## How to complete this task
Please state how many lines of the records below contain the word "true". Give the number and nothing else.

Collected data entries
------
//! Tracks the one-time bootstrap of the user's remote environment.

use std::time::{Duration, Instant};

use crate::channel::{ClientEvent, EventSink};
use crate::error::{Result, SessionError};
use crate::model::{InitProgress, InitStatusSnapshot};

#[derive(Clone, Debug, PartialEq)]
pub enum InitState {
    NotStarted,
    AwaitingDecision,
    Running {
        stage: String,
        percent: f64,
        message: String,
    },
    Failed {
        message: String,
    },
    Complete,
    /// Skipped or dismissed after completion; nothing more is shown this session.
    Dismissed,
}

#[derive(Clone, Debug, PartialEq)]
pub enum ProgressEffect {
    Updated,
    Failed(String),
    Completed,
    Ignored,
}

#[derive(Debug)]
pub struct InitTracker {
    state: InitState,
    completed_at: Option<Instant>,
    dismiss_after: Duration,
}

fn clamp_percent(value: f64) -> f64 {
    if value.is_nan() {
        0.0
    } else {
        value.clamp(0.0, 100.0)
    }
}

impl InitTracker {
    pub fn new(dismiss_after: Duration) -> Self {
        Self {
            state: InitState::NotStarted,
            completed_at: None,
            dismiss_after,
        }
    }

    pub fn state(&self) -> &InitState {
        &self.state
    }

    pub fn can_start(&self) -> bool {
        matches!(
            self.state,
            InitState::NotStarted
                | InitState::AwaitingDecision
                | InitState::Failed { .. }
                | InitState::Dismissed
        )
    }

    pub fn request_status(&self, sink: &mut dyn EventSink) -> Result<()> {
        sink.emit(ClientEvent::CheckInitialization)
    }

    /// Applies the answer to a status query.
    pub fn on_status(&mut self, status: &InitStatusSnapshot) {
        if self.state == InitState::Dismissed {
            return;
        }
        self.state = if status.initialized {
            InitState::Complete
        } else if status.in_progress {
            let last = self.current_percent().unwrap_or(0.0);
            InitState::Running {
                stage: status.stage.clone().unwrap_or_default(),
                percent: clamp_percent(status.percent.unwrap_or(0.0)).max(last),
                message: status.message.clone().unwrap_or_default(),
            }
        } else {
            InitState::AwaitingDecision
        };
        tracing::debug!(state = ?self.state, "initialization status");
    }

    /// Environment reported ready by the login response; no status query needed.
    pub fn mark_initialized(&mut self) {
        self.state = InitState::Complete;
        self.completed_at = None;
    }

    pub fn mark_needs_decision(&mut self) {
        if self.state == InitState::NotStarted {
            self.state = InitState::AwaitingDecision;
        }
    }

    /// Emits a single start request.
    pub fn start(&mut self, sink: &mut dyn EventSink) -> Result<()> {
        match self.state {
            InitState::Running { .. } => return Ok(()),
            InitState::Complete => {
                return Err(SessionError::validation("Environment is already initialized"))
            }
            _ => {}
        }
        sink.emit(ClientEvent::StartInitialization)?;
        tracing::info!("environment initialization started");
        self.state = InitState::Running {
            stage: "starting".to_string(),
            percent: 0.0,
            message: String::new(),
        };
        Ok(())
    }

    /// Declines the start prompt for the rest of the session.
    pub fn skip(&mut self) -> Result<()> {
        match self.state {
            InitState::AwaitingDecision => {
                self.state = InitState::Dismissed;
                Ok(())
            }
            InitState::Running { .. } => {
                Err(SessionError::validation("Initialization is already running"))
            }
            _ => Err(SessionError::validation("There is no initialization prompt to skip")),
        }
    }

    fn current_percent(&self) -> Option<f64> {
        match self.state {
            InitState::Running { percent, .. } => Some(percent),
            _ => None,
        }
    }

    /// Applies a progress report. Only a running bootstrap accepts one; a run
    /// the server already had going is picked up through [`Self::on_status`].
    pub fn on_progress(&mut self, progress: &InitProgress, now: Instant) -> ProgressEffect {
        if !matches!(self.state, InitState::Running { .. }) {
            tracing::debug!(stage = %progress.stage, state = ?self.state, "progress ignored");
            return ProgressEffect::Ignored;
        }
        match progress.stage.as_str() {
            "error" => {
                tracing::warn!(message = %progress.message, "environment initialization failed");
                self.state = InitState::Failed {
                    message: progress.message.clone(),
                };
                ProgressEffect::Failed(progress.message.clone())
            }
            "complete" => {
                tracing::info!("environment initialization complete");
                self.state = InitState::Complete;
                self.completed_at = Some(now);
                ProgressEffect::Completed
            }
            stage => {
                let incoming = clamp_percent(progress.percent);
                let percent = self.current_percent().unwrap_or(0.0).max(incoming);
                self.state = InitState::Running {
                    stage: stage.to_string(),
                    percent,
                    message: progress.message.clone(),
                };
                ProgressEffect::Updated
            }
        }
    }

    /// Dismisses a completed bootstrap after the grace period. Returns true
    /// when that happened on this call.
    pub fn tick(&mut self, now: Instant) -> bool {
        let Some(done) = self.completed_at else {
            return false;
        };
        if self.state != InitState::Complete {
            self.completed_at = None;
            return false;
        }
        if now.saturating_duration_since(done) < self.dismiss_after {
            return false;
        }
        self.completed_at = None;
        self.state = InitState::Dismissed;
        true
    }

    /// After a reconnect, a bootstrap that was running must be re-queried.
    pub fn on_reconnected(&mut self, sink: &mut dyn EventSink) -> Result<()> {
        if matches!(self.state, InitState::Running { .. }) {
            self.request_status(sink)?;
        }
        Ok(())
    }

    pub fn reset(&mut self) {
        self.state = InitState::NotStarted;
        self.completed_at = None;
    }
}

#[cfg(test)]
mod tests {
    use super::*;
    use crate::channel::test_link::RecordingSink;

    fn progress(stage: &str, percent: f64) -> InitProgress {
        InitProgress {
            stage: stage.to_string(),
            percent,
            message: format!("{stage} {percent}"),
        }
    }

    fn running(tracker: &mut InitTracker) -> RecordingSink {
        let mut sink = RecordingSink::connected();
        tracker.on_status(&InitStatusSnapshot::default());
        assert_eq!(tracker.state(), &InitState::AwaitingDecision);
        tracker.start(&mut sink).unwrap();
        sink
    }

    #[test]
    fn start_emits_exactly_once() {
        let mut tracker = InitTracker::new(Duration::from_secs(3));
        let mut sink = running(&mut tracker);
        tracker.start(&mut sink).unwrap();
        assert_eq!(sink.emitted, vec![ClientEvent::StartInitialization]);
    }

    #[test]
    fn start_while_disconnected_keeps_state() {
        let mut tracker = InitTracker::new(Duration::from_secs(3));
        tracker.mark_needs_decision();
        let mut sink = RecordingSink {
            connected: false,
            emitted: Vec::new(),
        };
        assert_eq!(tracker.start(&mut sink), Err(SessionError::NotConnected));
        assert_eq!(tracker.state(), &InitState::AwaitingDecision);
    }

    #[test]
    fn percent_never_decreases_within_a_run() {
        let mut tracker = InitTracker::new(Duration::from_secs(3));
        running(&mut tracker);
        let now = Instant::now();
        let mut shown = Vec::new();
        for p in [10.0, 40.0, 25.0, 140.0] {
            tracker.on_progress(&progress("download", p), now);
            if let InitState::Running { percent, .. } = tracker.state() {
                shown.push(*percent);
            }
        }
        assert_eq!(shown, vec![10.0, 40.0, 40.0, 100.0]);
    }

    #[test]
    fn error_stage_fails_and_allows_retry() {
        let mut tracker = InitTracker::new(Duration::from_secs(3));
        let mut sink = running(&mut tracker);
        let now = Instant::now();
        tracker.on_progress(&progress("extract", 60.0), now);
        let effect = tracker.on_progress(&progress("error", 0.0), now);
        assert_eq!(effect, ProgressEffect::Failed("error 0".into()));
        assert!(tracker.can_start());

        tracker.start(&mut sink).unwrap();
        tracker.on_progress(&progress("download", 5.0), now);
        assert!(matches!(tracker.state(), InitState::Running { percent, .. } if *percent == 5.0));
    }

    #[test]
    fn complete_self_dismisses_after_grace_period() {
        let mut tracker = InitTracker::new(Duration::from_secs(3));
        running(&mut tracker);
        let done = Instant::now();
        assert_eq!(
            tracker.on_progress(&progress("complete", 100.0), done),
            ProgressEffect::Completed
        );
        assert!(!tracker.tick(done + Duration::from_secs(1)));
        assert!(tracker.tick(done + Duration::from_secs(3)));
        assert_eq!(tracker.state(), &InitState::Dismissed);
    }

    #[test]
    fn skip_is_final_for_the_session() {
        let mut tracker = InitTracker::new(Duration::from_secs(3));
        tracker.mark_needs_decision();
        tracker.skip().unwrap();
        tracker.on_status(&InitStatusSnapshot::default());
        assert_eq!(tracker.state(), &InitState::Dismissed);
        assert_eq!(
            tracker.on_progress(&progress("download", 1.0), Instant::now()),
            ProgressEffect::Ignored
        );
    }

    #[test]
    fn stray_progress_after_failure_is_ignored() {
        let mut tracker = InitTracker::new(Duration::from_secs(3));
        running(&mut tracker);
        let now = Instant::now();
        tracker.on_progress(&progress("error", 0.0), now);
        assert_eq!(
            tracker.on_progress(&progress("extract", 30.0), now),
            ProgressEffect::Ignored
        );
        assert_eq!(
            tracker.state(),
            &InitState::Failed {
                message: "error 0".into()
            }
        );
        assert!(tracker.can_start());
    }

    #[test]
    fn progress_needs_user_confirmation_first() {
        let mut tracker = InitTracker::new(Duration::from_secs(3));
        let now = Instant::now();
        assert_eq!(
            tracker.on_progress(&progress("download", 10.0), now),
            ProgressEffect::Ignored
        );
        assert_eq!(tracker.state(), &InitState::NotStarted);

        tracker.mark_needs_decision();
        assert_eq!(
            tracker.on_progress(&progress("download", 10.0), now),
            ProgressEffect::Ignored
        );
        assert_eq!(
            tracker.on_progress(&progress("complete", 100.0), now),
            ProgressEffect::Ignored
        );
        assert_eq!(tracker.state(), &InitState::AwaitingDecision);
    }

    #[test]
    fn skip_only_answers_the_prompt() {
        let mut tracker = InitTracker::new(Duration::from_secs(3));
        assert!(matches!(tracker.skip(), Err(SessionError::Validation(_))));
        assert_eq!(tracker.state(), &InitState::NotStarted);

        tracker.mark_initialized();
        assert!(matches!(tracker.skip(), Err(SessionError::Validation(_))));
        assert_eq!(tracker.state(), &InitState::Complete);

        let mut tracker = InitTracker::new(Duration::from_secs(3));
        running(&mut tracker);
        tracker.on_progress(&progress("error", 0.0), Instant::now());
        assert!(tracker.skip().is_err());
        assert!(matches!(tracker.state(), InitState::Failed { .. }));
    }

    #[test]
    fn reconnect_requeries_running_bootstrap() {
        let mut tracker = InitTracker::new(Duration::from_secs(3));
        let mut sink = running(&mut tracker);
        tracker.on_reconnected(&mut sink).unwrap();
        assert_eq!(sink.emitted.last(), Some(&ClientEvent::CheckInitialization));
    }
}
------
## Reply
2